++++ Given data ++++

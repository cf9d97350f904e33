//! Sample Buffer Management
//!
//! Raw interleaved PCM bytes as decoded from a container file, together with
//! the format parameters needed to re-encode them unchanged.

use std::fmt;
use std::str::FromStr;

use serde::{Deserialize, Serialize};

use crate::error::{Result, WavsealError};

// ============================================================================
// Byte order policy
// ============================================================================

/// Which byte of a multi-byte sample carries the embedded bit.
///
/// `Little` writes into the first byte of every sample, `Big` into the last.
/// WAV stores samples little-endian, so `Little` touches the true least
/// significant bit of each sample. `Native` resolves to the byte order of the
/// machine the code was compiled for; files written with it are only
/// readable on hosts of the same endianness.
#[derive(Debug, Clone, Copy, PartialEq, Eq, Default, Serialize, Deserialize)]
#[serde(rename_all = "lowercase")]
pub enum ByteOrder {
    #[default]
    Little,
    Big,
    Native,
}

impl ByteOrder {
    /// Resolve `Native` against the compile target
    pub fn resolve(self) -> Self {
        match self {
            ByteOrder::Native if cfg!(target_endian = "big") => ByteOrder::Big,
            ByteOrder::Native => ByteOrder::Little,
            other => other,
        }
    }

    /// True when the embeddable byte is the last byte of a sample
    pub fn is_big_endian(self) -> bool {
        self.resolve() == ByteOrder::Big
    }

    pub fn as_str(&self) -> &'static str {
        match self {
            ByteOrder::Little => "little",
            ByteOrder::Big => "big",
            ByteOrder::Native => "native",
        }
    }
}

impl fmt::Display for ByteOrder {
    fn fmt(&self, f: &mut fmt::Formatter<'_>) -> fmt::Result {
        f.write_str(self.as_str())
    }
}

impl FromStr for ByteOrder {
    type Err = WavsealError;

    fn from_str(s: &str) -> Result<Self> {
        match s.trim().to_lowercase().as_str() {
            "little" | "le" => Ok(ByteOrder::Little),
            "big" | "be" => Ok(ByteOrder::Big),
            "native" | "host" => Ok(ByteOrder::Native),
            other => Err(WavsealError::Config {
                reason: format!("unknown byte order '{}'", other),
            }),
        }
    }
}

// ============================================================================
// PCM format
// ============================================================================

/// Width of one sample in bytes
#[derive(Debug, Clone, Copy, PartialEq, Eq)]
pub enum SampleWidth {
    One = 1,
    Two = 2,
    Three = 3,
    Four = 4,
}

impl SampleWidth {
    /// Number of bytes per sample
    #[inline]
    pub fn bytes(self) -> usize {
        self as usize
    }

    /// Bits per sample as stored in a WAV header
    pub fn bits(self) -> u16 {
        self as u16 * 8
    }

    pub fn from_bytes(bytes: usize) -> Result<Self> {
        match bytes {
            1 => Ok(SampleWidth::One),
            2 => Ok(SampleWidth::Two),
            3 => Ok(SampleWidth::Three),
            4 => Ok(SampleWidth::Four),
            _ => Err(WavsealError::UnsupportedFormat {
                format: format!("{}-byte samples (only 1 to 4 supported)", bytes),
            }),
        }
    }

    pub fn from_bits(bits: u16) -> Result<Self> {
        if bits % 8 != 0 {
            return Err(WavsealError::UnsupportedFormat {
                format: format!("{}-bit samples (must be byte aligned)", bits),
            });
        }
        Self::from_bytes(bits as usize / 8)
    }
}

/// Format parameters that travel with a sample buffer
#[derive(Debug, Clone, Copy, PartialEq, Eq)]
pub struct PcmSpec {
    pub sample_width: SampleWidth,
    /// Number of interleaved channels
    pub channels: u16,
    /// Frames per second
    pub frame_rate: u32,
    /// Samples are IEEE floats rather than integers (32-bit only)
    pub is_float: bool,
}

impl PcmSpec {
    pub fn new(sample_width: SampleWidth, channels: u16, frame_rate: u32) -> Self {
        PcmSpec {
            sample_width,
            channels,
            frame_rate,
            is_float: false,
        }
    }

    /// 32-bit float PCM
    pub fn float(channels: u16, frame_rate: u32) -> Self {
        PcmSpec {
            sample_width: SampleWidth::Four,
            channels,
            frame_rate,
            is_float: true,
        }
    }

    /// CD quality: 16-bit stereo at 44.1kHz
    pub fn cd_quality() -> Self {
        PcmSpec::new(SampleWidth::Two, 2, 44100)
    }
}

// ============================================================================
// SampleBuffer
// ============================================================================

/// Interleaved PCM bytes plus their format
///
/// One "sample" is one channel value, so a stereo frame holds two samples.
/// The embedding scheme addresses samples, not frames.
#[derive(Clone, Debug, PartialEq, Eq)]
pub struct SampleBuffer {
    data: Vec<u8>,
    spec: PcmSpec,
    byte_order: ByteOrder,
}

impl SampleBuffer {
    /// Wrap raw PCM bytes
    ///
    /// # Errors
    /// * `InvalidBuffer` - if the byte length is not a multiple of the sample
    ///   width, or the channel count or frame rate is zero
    pub fn new(data: Vec<u8>, spec: PcmSpec, byte_order: ByteOrder) -> Result<Self> {
        let width = spec.sample_width.bytes();
        if data.len() % width != 0 {
            return Err(WavsealError::InvalidBuffer {
                reason: format!(
                    "byte length {} is not a multiple of sample width {}",
                    data.len(),
                    width
                ),
            });
        }
        if spec.channels == 0 {
            return Err(WavsealError::InvalidBuffer {
                reason: "channel count must be at least 1".to_string(),
            });
        }
        if spec.frame_rate == 0 {
            return Err(WavsealError::InvalidBuffer {
                reason: "frame rate must be positive".to_string(),
            });
        }
        if spec.is_float && spec.sample_width != SampleWidth::Four {
            return Err(WavsealError::InvalidBuffer {
                reason: "float samples must be 4 bytes wide".to_string(),
            });
        }

        Ok(SampleBuffer {
            data,
            spec,
            byte_order,
        })
    }

    /// A buffer of `num_samples` zero bytes
    pub fn zeroed(num_samples: usize, spec: PcmSpec, byte_order: ByteOrder) -> Result<Self> {
        Self::new(
            vec![0u8; num_samples * spec.sample_width.bytes()],
            spec,
            byte_order,
        )
    }

    pub fn spec(&self) -> PcmSpec {
        self.spec
    }

    pub fn sample_width(&self) -> SampleWidth {
        self.spec.sample_width
    }

    pub fn channels(&self) -> u16 {
        self.spec.channels
    }

    pub fn frame_rate(&self) -> u32 {
        self.spec.frame_rate
    }

    pub fn byte_order(&self) -> ByteOrder {
        self.byte_order
    }

    /// Same bytes, different embedding policy
    pub fn with_byte_order(mut self, byte_order: ByteOrder) -> Self {
        self.byte_order = byte_order;
        self
    }

    /// Total number of samples across all channels
    pub fn num_samples(&self) -> usize {
        self.data.len() / self.spec.sample_width.bytes()
    }

    /// Number of frames (samples per channel)
    pub fn num_frames(&self) -> usize {
        self.num_samples() / self.spec.channels as usize
    }

    /// Duration in seconds
    pub fn duration_secs(&self) -> f64 {
        self.num_frames() as f64 / self.spec.frame_rate as f64
    }

    pub fn byte_len(&self) -> usize {
        self.data.len()
    }

    pub fn is_empty(&self) -> bool {
        self.data.is_empty()
    }

    /// The raw PCM bytes; this is the message that gets signed
    pub fn as_bytes(&self) -> &[u8] {
        &self.data
    }

    /// Mutable access to the raw PCM bytes; the length cannot change
    pub fn as_bytes_mut(&mut self) -> &mut [u8] {
        &mut self.data
    }

    pub fn into_bytes(self) -> Vec<u8> {
        self.data
    }
}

++++

_Work instruction_.
This calls for an exact transcription of every entry above.

_Exercise answer_.
repository cf9d97350f904e33
//! Sample Buffer Management
//!
//! Raw interleaved PCM bytes as decoded from a container file, together with
//! the format parameters needed to re-encode them unchanged.

use std::fmt;
use std::str::FromStr;

use serde::{Deserialize, Serialize};

use crate::error::{Result, WavsealError};

// ============================================================================
// Byte order policy
// ============================================================================

/// Which byte of a multi-byte sample carries the embedded bit.
///
/// `Little` writes into the first byte of every sample, `Big` into the last.
/// WAV stores samples little-endian, so `Little` touches the true least
/// significant bit of each sample. `Native` resolves to the byte order of the
/// machine the code was compiled for; files written with it are only
/// readable on hosts of the same endianness.
#[derive(Debug, Clone, Copy, PartialEq, Eq, Default, Serialize, Deserialize)]
#[serde(rename_all = "lowercase")]
pub enum ByteOrder {
    #[default]
    Little,
    Big,
    Native,
}

impl ByteOrder {
    /// Resolve `Native` against the compile target
    pub fn resolve(self) -> Self {
        match self {
            ByteOrder::Native if cfg!(target_endian = "big") => ByteOrder::Big,
            ByteOrder::Native => ByteOrder::Little,
            other => other,
        }
    }

    /// True when the embeddable byte is the last byte of a sample
    pub fn is_big_endian(self) -> bool {
        self.resolve() == ByteOrder::Big
    }

    pub fn as_str(&self) -> &'static str {
        match self {
            ByteOrder::Little => "little",
            ByteOrder::Big => "big",
            ByteOrder::Native => "native",
        }
    }
}

impl fmt::Display for ByteOrder {
    fn fmt(&self, f: &mut fmt::Formatter<'_>) -> fmt::Result {
        f.write_str(self.as_str())
    }
}

impl FromStr for ByteOrder {
    type Err = WavsealError;

    fn from_str(s: &str) -> Result<Self> {
        match s.trim().to_lowercase().as_str() {
            "little" | "le" => Ok(ByteOrder::Little),
            "big" | "be" => Ok(ByteOrder::Big),
            "native" | "host" => Ok(ByteOrder::Native),
            other => Err(WavsealError::Config {
                reason: format!("unknown byte order '{}'", other),
            }),
        }
    }
}

// ============================================================================
// PCM format
// ============================================================================

/// Width of one sample in bytes
#[derive(Debug, Clone, Copy, PartialEq, Eq)]
pub enum SampleWidth {
    One = 1,
    Two = 2,
    Three = 3,
    Four = 4,
}

impl SampleWidth {
    /// Number of bytes per sample
    #[inline]
    pub fn bytes(self) -> usize {
        self as usize
    }

    /// Bits per sample as stored in a WAV header
    pub fn bits(self) -> u16 {
        self as u16 * 8
    }

    pub fn from_bytes(bytes: usize) -> Result<Self> {
        match bytes {
            1 => Ok(SampleWidth::One),
            2 => Ok(SampleWidth::Two),
            3 => Ok(SampleWidth::Three),
            4 => Ok(SampleWidth::Four),
            _ => Err(WavsealError::UnsupportedFormat {
                format: format!("{}-byte samples (only 1 to 4 supported)", bytes),
            }),
        }
    }

    pub fn from_bits(bits: u16) -> Result<Self> {
        if bits % 8 != 0 {
            return Err(WavsealError::UnsupportedFormat {
                format: format!("{}-bit samples (must be byte aligned)", bits),
            });
        }
        Self::from_bytes(bits as usize / 8)
    }
}

/// Format parameters that travel with a sample buffer
#[derive(Debug, Clone, Copy, PartialEq, Eq)]
pub struct PcmSpec {
    pub sample_width: SampleWidth,
    /// Number of interleaved channels
    pub channels: u16,
    /// Frames per second
    pub frame_rate: u32,
    /// Samples are IEEE floats rather than integers (32-bit only)
    pub is_float: bool,
}

impl PcmSpec {
    pub fn new(sample_width: SampleWidth, channels: u16, frame_rate: u32) -> Self {
        PcmSpec {
            sample_width,
            channels,
            frame_rate,
            is_float: false,
        }
    }

    /// 32-bit float PCM
    pub fn float(channels: u16, frame_rate: u32) -> Self {
        PcmSpec {
            sample_width: SampleWidth::Four,
            channels,
            frame_rate,
            is_float: true,
        }
    }

    /// CD quality: 16-bit stereo at 44.1kHz
    pub fn cd_quality() -> Self {
        PcmSpec::new(SampleWidth::Two, 2, 44100)
    }
}

// ============================================================================
// SampleBuffer
// ============================================================================

/// Interleaved PCM bytes plus their format
///
/// One "sample" is one channel value, so a stereo frame holds two samples.
/// The embedding scheme addresses samples, not frames.
#[derive(Clone, Debug, PartialEq, Eq)]
pub struct SampleBuffer {
    data: Vec<u8>,
    spec: PcmSpec,
    byte_order: ByteOrder,
}

impl SampleBuffer {
    /// Wrap raw PCM bytes
    ///
    /// # Errors
    /// * `InvalidBuffer` - if the byte length is not a multiple of the sample
    ///   width, or the channel count or frame rate is zero
    pub fn new(data: Vec<u8>, spec: PcmSpec, byte_order: ByteOrder) -> Result<Self> {
        let width = spec.sample_width.bytes();
        if data.len() % width != 0 {
            return Err(WavsealError::InvalidBuffer {
                reason: format!(
                    "byte length {} is not a multiple of sample width {}",
                    data.len(),
                    width
                ),
            });
        }
        if spec.channels == 0 {
            return Err(WavsealError::InvalidBuffer {
                reason: "channel count must be at least 1".to_string(),
            });
        }
        if spec.frame_rate == 0 {
            return Err(WavsealError::InvalidBuffer {
                reason: "frame rate must be positive".to_string(),
            });
        }
        if spec.is_float && spec.sample_width != SampleWidth::Four {
            return Err(WavsealError::InvalidBuffer {
                reason: "float samples must be 4 bytes wide".to_string(),
            });
        }

        Ok(SampleBuffer {
            data,
            spec,
            byte_order,
        })
    }

    /// A buffer of `num_samples` zero bytes
    pub fn zeroed(num_samples: usize, spec: PcmSpec, byte_order: ByteOrder) -> Result<Self> {
        Self::new(
            vec![0u8; num_samples * spec.sample_width.bytes()],
            spec,
            byte_order,
        )
    }

    pub fn spec(&self) -> PcmSpec {
        self.spec
    }

    pub fn sample_width(&self) -> SampleWidth {
        self.spec.sample_width
    }

    pub fn channels(&self) -> u16 {
        self.spec.channels
    }

    pub fn frame_rate(&self) -> u32 {
        self.spec.frame_rate
    }

    pub fn byte_order(&self) -> ByteOrder {
        self.byte_order
    }

    /// Same bytes, different embedding policy
    pub fn with_byte_order(mut self, byte_order: ByteOrder) -> Self {
        self.byte_order = byte_order;
        self
    }

    /// Total number of samples across all channels
    pub fn num_samples(&self) -> usize {
        self.data.len() / self.spec.sample_width.bytes()
    }

    /// Number of frames (samples per channel)
    pub fn num_frames(&self) -> usize {
        self.num_samples() / self.spec.channels as usize
    }

    /// Duration in seconds
    pub fn duration_secs(&self) -> f64 {
        self.num_frames() as f64 / self.spec.frame_rate as f64
    }

    pub fn byte_len(&self) -> usize {
        self.data.len()
    }

    pub fn is_empty(&self) -> bool {
        self.data.is_empty()
    }

    /// The raw PCM bytes; this is the message that gets signed
    pub fn as_bytes(&self) -> &[u8] {
        &self.data
    }

    /// Mutable access to the raw PCM bytes; the length cannot change
    pub fn as_bytes_mut(&mut self) -> &mut [u8] {
        &mut self.data
    }

    pub fn into_bytes(self) -> Vec<u8> {
        self.data
    }
}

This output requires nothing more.